Évidemment si on évoque l'espionnage anglais, le premier nom qui revient inlassablement est James Bond. Quintessence du fun et du flegme, 007 passe les décennies sans rien perdre de son aura. Pourtant, même s'il demeure le plus grand en la matière, force est de constater qu'il n'en est plus le seul représentant. En adaptant brillamment John le Carré avec La Taupe (2011), le réalisateur Tomas Alfredson dévoile un nouvel ambassadeur: George Smiley. Sorte d'antithèse même de Bond, Smiley est un vieux briscard des services secrets, impénétrable et expérimenté, qui traque l'ennemi dans des enquêtes labyrinthiques avec l'intelligence comme seule arme. Nous avons donc l'aisance (Bond), l'élégance (Smiley). Ne manquait plus que l'irrévérence. Et c'est sur ce terrain que joue Kingsman.

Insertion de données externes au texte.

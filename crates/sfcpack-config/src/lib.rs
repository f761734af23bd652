//! Build configuration assembler for single-file component bundles.
//!
//! Given a [`Mode`], the assembler produces the configurations handed to the
//! bundling engine: one app bundle in development, a UMD library bundle plus
//! a window-global bundle in production. Configurations are plain data built
//! from a shared base and merged override fragments (see [`merge`]).
//!
//! ```
//! use sfcpack_config::{assemble_project, LibraryTarget, Mode, ProjectSettings};
//!
//! let configs = assemble_project(Mode::ProductionLibrary, &ProjectSettings::default()).unwrap();
//! assert_eq!(configs.len(), 2);
//! assert_eq!(configs[0].output.library_target, Some(LibraryTarget::Umd));
//! assert_eq!(configs[1].output.library_target, Some(LibraryTarget::Window));
//! ```

pub mod assemble;
pub mod build;
pub mod cleanup;
pub mod error;
pub mod merge;
pub mod mode;
pub mod project;
pub mod settings;
pub mod validation;

// Re-export main types
pub use assemble::{assemble, assemble_from_env, ModeOverrides, OverrideTable};
pub use build::*;
pub use cleanup::{spawn_cleanup, spawn_cleanup_on, validate_output_dir, CleanupHandle};
pub use error::*;
pub use merge::{merge, merge_all};
pub use mode::{Mode, MODE_ENV_VAR};
pub use project::{
    assemble_project, assemble_project_from_env, base_configuration, project_overrides,
    StylePipeline, STYLE_INJECT_LOADER,
};
pub use settings::{FrameworkSettings, ProjectSettings, SETTINGS_ENV_PREFIX, SETTINGS_FILE};
pub use validation::{
    is_valid_identifier, validate_fs, validate_schema, ConfigValidator, FsValidator,
    SchemaValidator,
};
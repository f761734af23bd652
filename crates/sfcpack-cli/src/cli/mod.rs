//! Command-line interface definition.
//!
//! # Command Structure
//!
//! - `sfcpack assemble` - Print the configurations for a build mode
//! - `sfcpack clean` - Remove the build output directory
//! - `sfcpack resolve` - Show which file an import resolves to
//! - `sfcpack check` - Validate every mode's configurations
//! - `sfcpack schema` - Print the settings schema or an example file

mod commands;
mod tests;

use clap::Parser;
use std::path::PathBuf;

pub use commands::{AssembleArgs, CheckArgs, CleanArgs, Command, ResolveArgs, SchemaArgs};

/// sfcpack - bundler configurations for single-file component projects
#[derive(Parser, Debug)]
#[command(
    name = "sfcpack",
    version,
    about = "Assemble bundler configurations for single-file component projects",
    long_about = "sfcpack builds the configuration objects a bundling engine consumes:\n\
                  one development app bundle, or a UMD library bundle plus a\n\
                  window-global bundle in production. The mode comes from NODE_ENV\n\
                  unless --mode is given."
)]
pub struct Cli {
    /// Enable verbose logging (debug level)
    #[arg(short, long, global = true)]
    pub verbose: bool,

    /// Suppress all output except errors
    #[arg(short, long, global = true, conflicts_with = "verbose")]
    pub quiet: bool,

    /// Disable colored output
    #[arg(long, global = true)]
    pub no_color: bool,

    /// Settings file to use instead of sfcpack.toml (TOML or JSON)
    #[arg(long, global = true, value_name = "FILE")]
    pub config: Option<PathBuf>,

    /// Project directory (defaults to the current directory)
    #[arg(short = 'C', long, global = true, value_name = "DIR")]
    pub cwd: Option<PathBuf>,

    /// Subcommand to execute
    #[command(subcommand)]
    pub command: Command,
}
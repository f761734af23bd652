//! Mode-driven assembly of build configurations.

use indexmap::IndexMap;
use serde::{Deserialize, Serialize};

use crate::build::{BuildConfiguration, ConfigOverride};
use crate::merge::merge;
use crate::mode::{Mode, MODE_ENV_VAR};

/// Override fragments for one mode
#[derive(Debug, Clone, Default, PartialEq, Serialize, Deserialize)]
pub struct ModeOverrides {
    /// Merged onto the base before any variant
    #[serde(default, skip_serializing_if = "Option::is_none")]
    pub shared: Option<ConfigOverride>,

    /// One output configuration per variant, in order
    #[serde(default)]
    pub variants: Vec<ConfigOverride>,
}

/// Override fragments keyed by mode
#[derive(Debug, Clone, Default, PartialEq, Serialize, Deserialize)]
pub struct OverrideTable {
    #[serde(default)]
    modes: IndexMap<Mode, ModeOverrides>,
}

impl OverrideTable {
    pub fn new() -> Self {
        Self::default()
    }

    pub fn with_mode(mut self, mode: Mode, overrides: ModeOverrides) -> Self {
        self.modes.insert(mode, overrides);
        self
    }

    pub fn get(&self, mode: Mode) -> Option<&ModeOverrides> {
        self.modes.get(&mode)
    }
}

/// Assemble the configurations a mode produces.
///
/// Development yields exactly the base, untouched. Production modes merge the
/// mode's shared fragment onto the base and then produce one configuration
/// per variant; with no variants the shared result is the only output.
pub fn assemble(
    mode: Mode,
    base: &BuildConfiguration,
    overrides: &OverrideTable,
) -> Vec<BuildConfiguration> {
    if !mode.is_production() {
        if overrides.get(mode).is_some() {
            tracing::debug!(%mode, "ignoring overrides registered for development");
        }
        tracing::debug!(%mode, "assembled 1 configuration");
        return vec![base.clone()];
    }

    let Some(mode_overrides) = overrides.get(mode) else {
        tracing::debug!(%mode, "no overrides registered, emitting base");
        return vec![base.clone()];
    };

    let shared = match &mode_overrides.shared {
        Some(fragment) => merge(base, fragment),
        None => base.clone(),
    };

    if mode_overrides.variants.is_empty() {
        return vec![shared];
    }

    let configs: Vec<BuildConfiguration> = mode_overrides
        .variants
        .iter()
        .map(|variant| merge(&shared, variant))
        .collect();

    tracing::debug!(%mode, count = configs.len(), "assembled configurations");
    configs
}

/// Assemble from a raw environment value such as `NODE_ENV`.
///
/// An unset or unrecognized value produces no configuration and logs a
/// warning; it is never an error.
pub fn assemble_from_env(
    raw: Option<&str>,
    base: &BuildConfiguration,
    overrides: &OverrideTable,
) -> Vec<BuildConfiguration> {
    match Mode::parse_optional(raw) {
        Ok(mode) => assemble(mode, base, overrides),
        Err(_) => {
            warn_unrecognized_mode(raw);
            Vec::new()
        }
    }
}

pub(crate) fn warn_unrecognized_mode(raw: Option<&str>) {
    tracing::warn!(
        variable = MODE_ENV_VAR,
        value = raw.unwrap_or("<unset>"),
        "unrecognized build mode, no configuration produced"
    );
}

Et si l'élite de l'espionnage britannique décidait d'injecter du sang-neuf dans ses rangs, en recrutant une petite-frappe complètement étrangère aux costumes trois-pièces? Bon, l'idée n'a rien de réellement novatrice, il faut l'admettre. Mais ce qui a motivé Matthew Vaughn dans l'adaptation de la BD The Secret Service n'est pas tant l'idée principale que la manière de jouer avec un genre. Comme il l'a fait en 2010 avec Kick-Ass, et qui s'attaquait lui aux super-héros. Il est ici question de reprendre les codes principalement instaurés par les James Bond et de s'en amuser. Et c'est un vrai plaisir de suivre l'initiation du jeune Garry (surnommé Eggsy) au sein des Kingsman sous l'œil bienveillant de l'agent Harry Hart. Ce dernier, en parallèle, cherche à appréhender Richmond Valentine, un riche homme d'affaire au dessein machiavélique, déjà responsable de la mort d'un de ses confrères. Pour endiguer une menace sans précédent, l'agence Kingsman aura besoin de ses membres...Tous ses membres.

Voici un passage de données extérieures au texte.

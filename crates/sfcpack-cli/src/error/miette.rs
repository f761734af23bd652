//! Miette diagnostic conversion for CLI errors.

use crate::error::CliError;
use miette::Report;
use sfcpack_config::ConfigError;

/// Convert CliError to miette Report
pub fn cli_error_to_miette(err: CliError) -> Report {
    match err {
        CliError::Config(e) => config_error_to_miette(e),
        CliError::UnrecognizedMode { value } => miette::miette!(
            "Unrecognized build mode: {}\n\nHint: Set NODE_ENV or pass --mode with one of: dev, prod, development, production-library, production-window",
            value.as_deref().unwrap_or("<unset>")
        ),
        CliError::InvalidConfiguration {
            mode,
            index,
            source,
        } => miette::miette!(
            "Assembled {} configuration #{} is invalid: {}",
            mode,
            index,
            source
        ),
        _ => miette::miette!("{}", err),
    }
}

/// Convert ConfigError to miette Report
pub fn config_error_to_miette(err: ConfigError) -> Report {
    match err {
        ConfigError::SchemaValidation { message, hint } => match hint {
            Some(hint) => miette::miette!("Invalid configuration: {}\n\nHint: {}", message, hint),
            None => miette::miette!("Invalid configuration: {}", message),
        },
        ConfigError::Unresolved { request, from } => miette::miette!(
            "Failed to resolve module: {}\nImported from: {}\n\nHint: Check the path, resolve.alias and resolve.extensions",
            request,
            from.display()
        ),
        ConfigError::Settings(message) => miette::miette!(
            "Failed to load settings: {}\n\nHint: Run 'sfcpack schema --example' for a valid sfcpack.toml",
            message
        ),
        ConfigError::UnsafeOutputDir { path, reason } => miette::miette!(
            "Refusing to remove {}: {}\n\nHint: Point output_dir at a directory inside the project, such as \"dist\", or pass --no-clean",
            path.display(),
            reason
        ),
        _ => miette::miette!("Configuration error: {}", err),
    }
}
//! Clean command implementation.

use sfcpack_config::spawn_cleanup;

use crate::cli::CleanArgs;
use crate::commands::Context;
use crate::error::Result;
use crate::ui;

/// Remove the configured output directory and wait for it to finish.
///
/// A directory that does not exist counts as removed.
pub async fn execute(ctx: &Context, _args: CleanArgs) -> Result<()> {
    let settings = ctx.load_settings()?;
    let handle = spawn_cleanup(settings.output_path(), &settings.root)?;
    let path = handle.path().to_path_buf();

    handle.wait().await?;

    ui::success(&format!("Removed {}", path.display()));
    Ok(())
}
//! Checks on what assembly reports through `tracing`.

use sfcpack_config::{assemble_from_env, base_configuration, project_overrides, Mode, ProjectSettings};
use std::io;
use std::sync::{Arc, Mutex};

#[derive(Clone, Default)]
struct Capture(Arc<Mutex<Vec<u8>>>);

impl io::Write for Capture {
    fn write(&mut self, buf: &[u8]) -> io::Result<usize> {
        self.0.lock().unwrap().extend_from_slice(buf);
        Ok(buf.len())
    }

    fn flush(&mut self) -> io::Result<()> {
        Ok(())
    }
}

impl Capture {
    fn contents(&self) -> String {
        String::from_utf8(self.0.lock().unwrap().clone()).unwrap()
    }
}

fn captured<T>(f: impl FnOnce() -> T) -> (T, String) {
    let capture = Capture::default();
    let writer = capture.clone();
    let subscriber = tracing_subscriber::fmt()
        .with_writer(move || writer.clone())
        .with_ansi(false)
        .with_max_level(tracing::Level::WARN)
        .finish();

    let result = tracing::subscriber::with_default(subscriber, f);
    (result, capture.contents())
}

#[test]
fn unknown_mode_warns_and_yields_nothing() {
    let settings = ProjectSettings::default();
    let base = base_configuration(&settings, Mode::Development).unwrap();
    let overrides = project_overrides(&settings);

    let (configs, logs) = captured(|| assemble_from_env(Some("staging"), &base, &overrides));

    assert!(configs.is_empty());
    assert!(logs.contains("WARN"), "logs: {logs}");
    assert!(logs.contains("unrecognized build mode"), "logs: {logs}");
    assert!(logs.contains("staging"), "logs: {logs}");
}

#[test]
fn unset_mode_warns_and_yields_nothing() {
    let settings = ProjectSettings::default();
    let base = base_configuration(&settings, Mode::Development).unwrap();

    let (configs, logs) = captured(|| assemble_from_env(None, &base, &project_overrides(&settings)));

    assert!(configs.is_empty());
    assert!(logs.contains("<unset>"), "logs: {logs}");
}

#[test]
fn known_mode_is_silent_at_warn_level() {
    let settings = ProjectSettings::default();
    let base = base_configuration(&settings, Mode::ProductionLibrary).unwrap();

    let (configs, logs) =
        captured(|| assemble_from_env(Some("prod"), &base, &project_overrides(&settings)));

    assert_eq!(configs.len(), 2);
    assert!(logs.is_empty(), "logs: {logs}");
}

Conscient des risques inhérents à ce type de film (les parodies à la Austin Powers, non merci), Vaughn choisit de détourner sans tomber dans le lourdingue. Harry Hart incarne le flegme à merveille, mais il est aussi à l'aise dans l'action récréative à souhait (la scène de l'église, excellente). L'hommage va de pair avec les quelques railleries (le méchant qui zozote), et l'absurde le côtoie au fun (le feu d'artifice final). C'est un vrai pied de voir un film pareil servi par des modèles de charisme à l'anglaise (Colin Firth, Mark Strong et Michael Caine) et un Samuel L.Jackson pétillant dans le rôle Valentine. De plus, on s'attache très vite à la figure de Taron Egerton, qui fait des étincelles dans la peau de l'impertinent Garry. Je reste cependant sceptique quant à la stylisation parfois excessive de Vaughn et l'enchainement parfois trop rapides de certaines scènes.
Mais ceci dit, le plaisir est là. Et il est bon de se rappeler que mis à part le Vodka Martini, l'espionnage anglais a d'autres cocktails en réserve. Et le Kingsman, ça fait du bien par où ça passe.